Douglas A. McIntyre is the co-founder, chief executive officer and editor in chief of 24/7 Wall St. and 24/7 Tempo. He has held these jobs since 2006.

McIntyre has written thousands of articles for 24/7 Wall St. He is an expert on corporate finance, the automotive industry, media companies and international finance. He has edited articles on national demographics, sports, personal income and travel.

His work has been quoted or mentioned in The New York Times, The Wall Street Journal, Los Angeles Times, The Washington Post, NBC News, Time, The New Yorker, HuffPost USA Today, Business Insider, Yahoo, AOL, MarketWatch, The Atlantic, Bloomberg, New York Post, Chicago Tribune, Forbes, The Guardian and many other major publications.
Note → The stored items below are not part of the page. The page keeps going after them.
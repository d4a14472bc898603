//! # SSO Security
//! 
//! Security primitives: password hashing and signed session tokens.

pub mod jwt;
pub mod password;

pub use jwt::{Claims, IssuedToken, SigningSecret, TokenError, TokenService};
pub use password::{HashScheme, PasswordError, PasswordService};
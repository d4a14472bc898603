//! Utility functions

/// Masks the local part of an email so it can appear in logs.
pub fn mask_email(email: &str) -> String {
    if let Some(at_pos) = email.find('@') {
        let (local, domain) = email.split_at(at_pos);
        let visible = local.chars().take(if local.chars().count() <= 2 { 1 } else { 2 });
        format!("{}***{}", visible.collect::<String>(), domain)
    } else {
        "***".to_string()
    }
}
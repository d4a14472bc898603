//! Per-request authentication state machine.
//!
//! ```text
//! Anonymous | Rejected | Authenticated --LoginRequested--> Authenticating
//! Authenticating --CredentialsAccepted--> Authenticated
//! Authenticating --CredentialsRejected--> Rejected
//! any --LogoutRequested--> Anonymous
//! ```

use sso_security::Claims;

use crate::error::DomainError;

#[derive(Debug, Clone, Copy, PartialEq, Eq)]
pub enum Rejection {
    LoginFailed,
    RequestError,
}

#[derive(Debug, Clone, PartialEq, Eq)]
pub enum AuthState {
    Anonymous,
    Authenticating,
    Authenticated(Claims),
    Rejected(Rejection),
}

#[derive(Debug, Clone, PartialEq, Eq)]
pub enum AuthEvent {
    LoginRequested,
    CredentialsAccepted(Claims),
    CredentialsRejected(Rejection),
    LogoutRequested,
}

impl AuthState {
    pub fn name(&self) -> &'static str {
        match self {
            AuthState::Anonymous => "anonymous",
            AuthState::Authenticating => "authenticating",
            AuthState::Authenticated(_) => "authenticated",
            AuthState::Rejected(_) => "rejected",
        }
    }

    pub fn transition(self, event: AuthEvent) -> Result<AuthState, DomainError> {
        match (self, event) {
            (_, AuthEvent::LogoutRequested) => Ok(AuthState::Anonymous),
            (
                AuthState::Anonymous | AuthState::Rejected(_) | AuthState::Authenticated(_),
                AuthEvent::LoginRequested,
            ) => Ok(AuthState::Authenticating),
            (AuthState::Authenticating, AuthEvent::CredentialsAccepted(claims)) => {
                Ok(AuthState::Authenticated(claims))
            }
            (AuthState::Authenticating, AuthEvent::CredentialsRejected(rejection)) => {
                Ok(AuthState::Rejected(rejection))
            }
            (state, event) => Err(DomainError::InvalidTransition {
                from: state.name(),
                event: event.name(),
            }),
        }
    }
}

impl AuthEvent {
    pub fn name(&self) -> &'static str {
        match self {
            AuthEvent::LoginRequested => "login_requested",
            AuthEvent::CredentialsAccepted(_) => "credentials_accepted",
            AuthEvent::CredentialsRejected(_) => "credentials_rejected",
            AuthEvent::LogoutRequested => "logout_requested",
        }
    }
}
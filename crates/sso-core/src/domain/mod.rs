//! # SSO Core - Domain Module
//! 
//! Domain entities for the SSO application.

pub mod user;

pub use user::{Credentials, UserInfo, UserRecord};
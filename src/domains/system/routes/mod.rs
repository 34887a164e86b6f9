pub mod health;
pub mod root;
pub mod status;
pub mod version;
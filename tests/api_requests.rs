//! Request flows through the fully assembled API.

use std::sync::Arc;

use axum::{
    Router,
    body::Body,
    http::{Request, StatusCode, header},
};
use http_body_util::BodyExt;
use secrecy::SecretString;
use serde_json::{Value, json};
use tower::ServiceExt;

use sloth_rest::api::create_router;
use sloth_rest::app::{AppConfig, AppState, Environment, Loader, RateLimitConfig};
use sloth_rest::domain::KvStore;
use sloth_rest::domains;
use sloth_rest::infra::MemoryKvStore;
use sloth_rest::test_utils::{MockConfig, MockKvStore};

const TOKEN: &str = "test-token";

fn dev_config() -> AppConfig {
    AppConfig {
        environment: Environment::Development,
        bearer_token: Some(SecretString::from(TOKEN.to_string())),
        ..AppConfig::default()
    }
}

async fn build_app(config: AppConfig, store: Arc<dyn KvStore>) -> Router {
    let state = Arc::new(AppState::new(config, store));
    let assembly = Loader::new(domains::registry()).load().await.unwrap();
    create_router(state, &assembly).unwrap()
}

async fn dev_app() -> Router {
    build_app(dev_config(), Arc::new(MemoryKvStore::new())).await
}

fn authed(method: &str, uri: &str) -> axum::http::request::Builder {
    Request::builder()
        .method(method)
        .uri(uri)
        .header(header::AUTHORIZATION, format!("Bearer {TOKEN}"))
}

async fn body_json(response: axum::response::Response) -> Value {
    let bytes = response.into_body().collect().await.unwrap().to_bytes();
    serde_json::from_slice(&bytes).unwrap()
}

#[tokio::test]
async fn test_missing_token_is_401() {
    let app = dev_app().await;

    let request = Request::builder()
        .uri("/app/health")
        .body(Body::empty())
        .unwrap();
    let response = app.oneshot(request).await.unwrap();

    assert_eq!(response.status(), StatusCode::UNAUTHORIZED);
    let body = body_json(response).await;
    assert_eq!(body["error"], "Unauthorized");
}

#[tokio::test]
async fn test_wrong_token_is_403() {
    let app = dev_app().await;

    let request = Request::builder()
        .uri("/app/health")
        .header(header::AUTHORIZATION, "Bearer nope")
        .body(Body::empty())
        .unwrap();
    let response = app.oneshot(request).await.unwrap();

    assert_eq!(response.status(), StatusCode::FORBIDDEN);
    let body = body_json(response).await;
    assert_eq!(body["error"], "Forbidden");
}

#[tokio::test]
async fn test_empty_bearer_token_is_401() {
    let app = dev_app().await;

    let request = Request::builder()
        .uri("/app/health")
        .header(header::AUTHORIZATION, "Bearer ")
        .body(Body::empty())
        .unwrap();
    let response = app.oneshot(request).await.unwrap();

    assert_eq!(response.status(), StatusCode::UNAUTHORIZED);
}

#[tokio::test]
async fn test_non_bearer_scheme_is_401() {
    let app = dev_app().await;

    let request = Request::builder()
        .uri("/app/health")
        .header(header::AUTHORIZATION, format!("Basic {TOKEN}"))
        .body(Body::empty())
        .unwrap();
    let response = app.oneshot(request).await.unwrap();

    assert_eq!(response.status(), StatusCode::UNAUTHORIZED);
}

#[tokio::test]
async fn test_valid_token_reaches_handler() {
    let app = dev_app().await;

    let response = app
        .oneshot(authed("GET", "/app").body(Body::empty()).unwrap())
        .await
        .unwrap();

    assert_eq!(response.status(), StatusCode::OK);
    let body = body_json(response).await;
    assert_eq!(body, json!({ "message": "API is running" }));
}

#[tokio::test]
async fn test_status_reports_process_memory() {
    let app = dev_app().await;

    let response = app
        .oneshot(authed("GET", "/app/status").body(Body::empty()).unwrap())
        .await
        .unwrap();

    assert_eq!(response.status(), StatusCode::OK);
    let body = body_json(response).await;
    assert!(body["uptime"].is_u64());
    assert!(body["memoryUsage"]["rss"].as_u64().unwrap() > 0);
    assert!(body["memoryUsage"]["virtual"].is_u64());
    assert!(body["timestamp"].as_str().unwrap().ends_with('Z'));
}

#[tokio::test]
async fn test_no_configured_token_lets_requests_through() {
    let config = AppConfig {
        bearer_token: None,
        ..dev_config()
    };
    let app = build_app(config, Arc::new(MemoryKvStore::new())).await;

    let request = Request::builder()
        .uri("/app/version")
        .body(Body::empty())
        .unwrap();
    let response = app.oneshot(request).await.unwrap();

    assert_eq!(response.status(), StatusCode::OK);
}

#[tokio::test]
async fn test_fail_closed_without_token_is_401() {
    let config = AppConfig {
        bearer_token: None,
        auth_fail_closed: true,
        ..dev_config()
    };
    let app = build_app(config, Arc::new(MemoryKvStore::new())).await;

    let request = Request::builder()
        .uri("/app/version")
        .body(Body::empty())
        .unwrap();
    let response = app.oneshot(request).await.unwrap();

    assert_eq!(response.status(), StatusCode::UNAUTHORIZED);
}

#[tokio::test]
async fn test_docs_are_public() {
    let app = dev_app().await;

    let response = app
        .clone()
        .oneshot(Request::builder().uri("/doc").body(Body::empty()).unwrap())
        .await
        .unwrap();
    assert_eq!(response.status(), StatusCode::OK);
    let document = body_json(response).await;
    assert_eq!(document["openapi"], "3.0.0");
    assert!(document["paths"]["/app/kv/{keypath}"]["put"].is_object());

    let response = app
        .oneshot(Request::builder().uri("/ui").body(Body::empty()).unwrap())
        .await
        .unwrap();
    assert_eq!(response.status(), StatusCode::OK);
    let content_type = response.headers()[header::CONTENT_TYPE].to_str().unwrap();
    assert!(content_type.starts_with("text/html"));
}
McIntyre has been a guest on CNBC, the BBC and television and radio stations across the country.

A magna cum laude graduate of Harvard College, McIntyre also was president of The Harvard Advocate. Founded in 1866, the Advocate is the oldest college publication in the United States.

TheStreet.com, Comps.com and Edgar Online are some of the public companies for which McIntyre served on the board of directors. He was a Vicinity Corporation board member when the company was sold to Microsoft in 2002. He served on the audit committees of some of these companies.

McIntyre has been the CEO of FutureSource, a provider of trading terminals and news to commodities and futures traders. He was president of Switchboard, the online phone directory company. He served as chairman and CEO of On2 Technologies, the video compression company that provided video compression software for Adobe’s Flash. Google bought On2 in 2009.